= Beginning of Section =

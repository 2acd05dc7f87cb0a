use serde_json::{json, Value};

pub const REFERENCE_MD5: &str = "a1b2c3d4e5f60718293a4b5c6d7e8f90";
pub const REFERENCE_SIZE: i64 = 777777;

pub fn variant_call_schema() -> Value {
    json!({
        "type": "object",
        "required": ["experiment"],
        "properties": {
            "experiment": {
                "type": "object",
                "required": ["platform"],
                "properties": {"platform": {"type": "string"}}
            }
        }
    })
}

/// A payload that passes the base schema and the `variantCall` schema.
pub fn analysis_payload(analysis_id: Option<&str>) -> Value {
    let mut payload = json!({
        "studyId": "ABC123",
        "analysisType": {"name": "variantCall"},
        "experiment": {"platform": "ILLUMINA"},
        "samples": [{
            "submitterSampleId": "sample-1",
            "sampleType": "Total DNA",
            "specimen": {
                "submitterSpecimenId": "specimen-1",
                "specimenType": "Normal",
                "tissueSource": "Blood"
            },
            "donor": {"submitterDonorId": "donor-1", "gender": "female"}
        }],
        "files": [{
            "fileName": "sample-1.vcf.gz",
            "fileSize": REFERENCE_SIZE,
            "fileMd5sum": REFERENCE_MD5,
            "fileType": "VCF",
            "fileAccess": "controlled",
            "info": {"dataCategory": "Simple Nucleotide Variation"}
        }]
    });
    if let Some(analysis_id) = analysis_id {
        payload["analysisId"] = json!(analysis_id);
    }
    payload
}

pub fn payload_text(analysis_id: Option<&str>) -> String {
    analysis_payload(analysis_id).to_string()
}
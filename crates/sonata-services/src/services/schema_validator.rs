//! JSON-schema validation collaborator.

use serde::Serialize;
use serde_json::Value;
use sonata_core::AppError;
use std::fmt::{Display, Formatter, Result as FmtResult};

/// One failed schema rule, located by JSON pointer into the payload.
#[derive(Debug, Clone, PartialEq, Eq, Serialize)]
pub struct SchemaViolation {
    pub path: String,
    pub message: String,
}

impl Display for SchemaViolation {
    fn fmt(&self, f: &mut Formatter<'_>) -> FmtResult {
        let path = if self.path.is_empty() { "/" } else { &self.path };
        write!(f, "{}: {}", path, self.message)
    }
}

pub trait SchemaValidator: Send + Sync {
    /// Fails with `MalformedSchema` when `schema` cannot be compiled.
    fn check_schema(&self, schema: &Value) -> Result<(), AppError>;

    /// Every violation of `schema` by `payload`; empty means valid.
    fn validate(&self, schema: &Value, payload: &Value) -> Result<Vec<SchemaViolation>, AppError>;
}

#[derive(Debug, Clone, Copy, Default)]
pub struct JsonSchemaValidator;

impl JsonSchemaValidator {
    fn compile(schema: &Value) -> Result<jsonschema::Validator, AppError> {
        jsonschema::validator_for(schema).map_err(|e| AppError::MalformedSchema(e.to_string()))
    }
}

impl SchemaValidator for JsonSchemaValidator {
    fn check_schema(&self, schema: &Value) -> Result<(), AppError> {
        Self::compile(schema).map(|_| ())
    }

    fn validate(&self, schema: &Value, payload: &Value) -> Result<Vec<SchemaViolation>, AppError> {
        let validator = Self::compile(schema)?;
        Ok(validator
            .iter_errors(payload)
            .map(|e| SchemaViolation {
                path: e.instance_path.to_string(),
                message: e.to_string(),
            })
            .collect())
    }
}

= End of Section =

Print each record word for word.

repository 2acd05dc7f87cb0a
use serde_json::{json, Value};

pub const REFERENCE_MD5: &str = "a1b2c3d4e5f60718293a4b5c6d7e8f90";
pub const REFERENCE_SIZE: i64 = 777777;

pub fn variant_call_schema() -> Value {
    json!({
        "type": "object",
        "required": ["experiment"],
        "properties": {
            "experiment": {
                "type": "object",
                "required": ["platform"],
                "properties": {"platform": {"type": "string"}}
            }
        }
    })
}

/// A payload that passes the base schema and the `variantCall` schema.
pub fn analysis_payload(analysis_id: Option<&str>) -> Value {
    let mut payload = json!({
        "studyId": "ABC123",
        "analysisType": {"name": "variantCall"},
        "experiment": {"platform": "ILLUMINA"},
        "samples": [{
            "submitterSampleId": "sample-1",
            "sampleType": "Total DNA",
            "specimen": {
                "submitterSpecimenId": "specimen-1",
                "specimenType": "Normal",
                "tissueSource": "Blood"
            },
            "donor": {"submitterDonorId": "donor-1", "gender": "female"}
        }],
        "files": [{
            "fileName": "sample-1.vcf.gz",
            "fileSize": REFERENCE_SIZE,
            "fileMd5sum": REFERENCE_MD5,
            "fileType": "VCF",
            "fileAccess": "controlled",
            "info": {"dataCategory": "Simple Nucleotide Variation"}
        }]
    });
    if let Some(analysis_id) = analysis_id {
        payload["analysisId"] = json!(analysis_id);
    }
    payload
}

pub fn payload_text(analysis_id: Option<&str>) -> String {
    analysis_payload(analysis_id).to_string()
}
filename crates/sonata-services/src/services/schema_validator.rs
//! JSON-schema validation collaborator.

use serde::Serialize;
use serde_json::Value;
use sonata_core::AppError;
use std::fmt::{Display, Formatter, Result as FmtResult};

/// One failed schema rule, located by JSON pointer into the payload.
#[derive(Debug, Clone, PartialEq, Eq, Serialize)]
pub struct SchemaViolation {
    pub path: String,
    pub message: String,
}

impl Display for SchemaViolation {
    fn fmt(&self, f: &mut Formatter<'_>) -> FmtResult {
        let path = if self.path.is_empty() { "/" } else { &self.path };
        write!(f, "{}: {}", path, self.message)
    }
}

pub trait SchemaValidator: Send + Sync {
    /// Fails with `MalformedSchema` when `schema` cannot be compiled.
    fn check_schema(&self, schema: &Value) -> Result<(), AppError>;

    /// Every violation of `schema` by `payload`; empty means valid.
    fn validate(&self, schema: &Value, payload: &Value) -> Result<Vec<SchemaViolation>, AppError>;
}

#[derive(Debug, Clone, Copy, Default)]
pub struct JsonSchemaValidator;

impl JsonSchemaValidator {
    fn compile(schema: &Value) -> Result<jsonschema::Validator, AppError> {
        jsonschema::validator_for(schema).map_err(|e| AppError::MalformedSchema(e.to_string()))
    }
}

impl SchemaValidator for JsonSchemaValidator {
    fn check_schema(&self, schema: &Value) -> Result<(), AppError> {
        Self::compile(schema).map(|_| ())
    }

    fn validate(&self, schema: &Value, payload: &Value) -> Result<Vec<SchemaViolation>, AppError> {
        let validator = Self::compile(schema)?;
        Ok(validator
            .iter_errors(payload)
            .map(|e| SchemaViolation {
                path: e.instance_path.to_string(),
                message: e.to_string(),
            })
            .collect())
    }
}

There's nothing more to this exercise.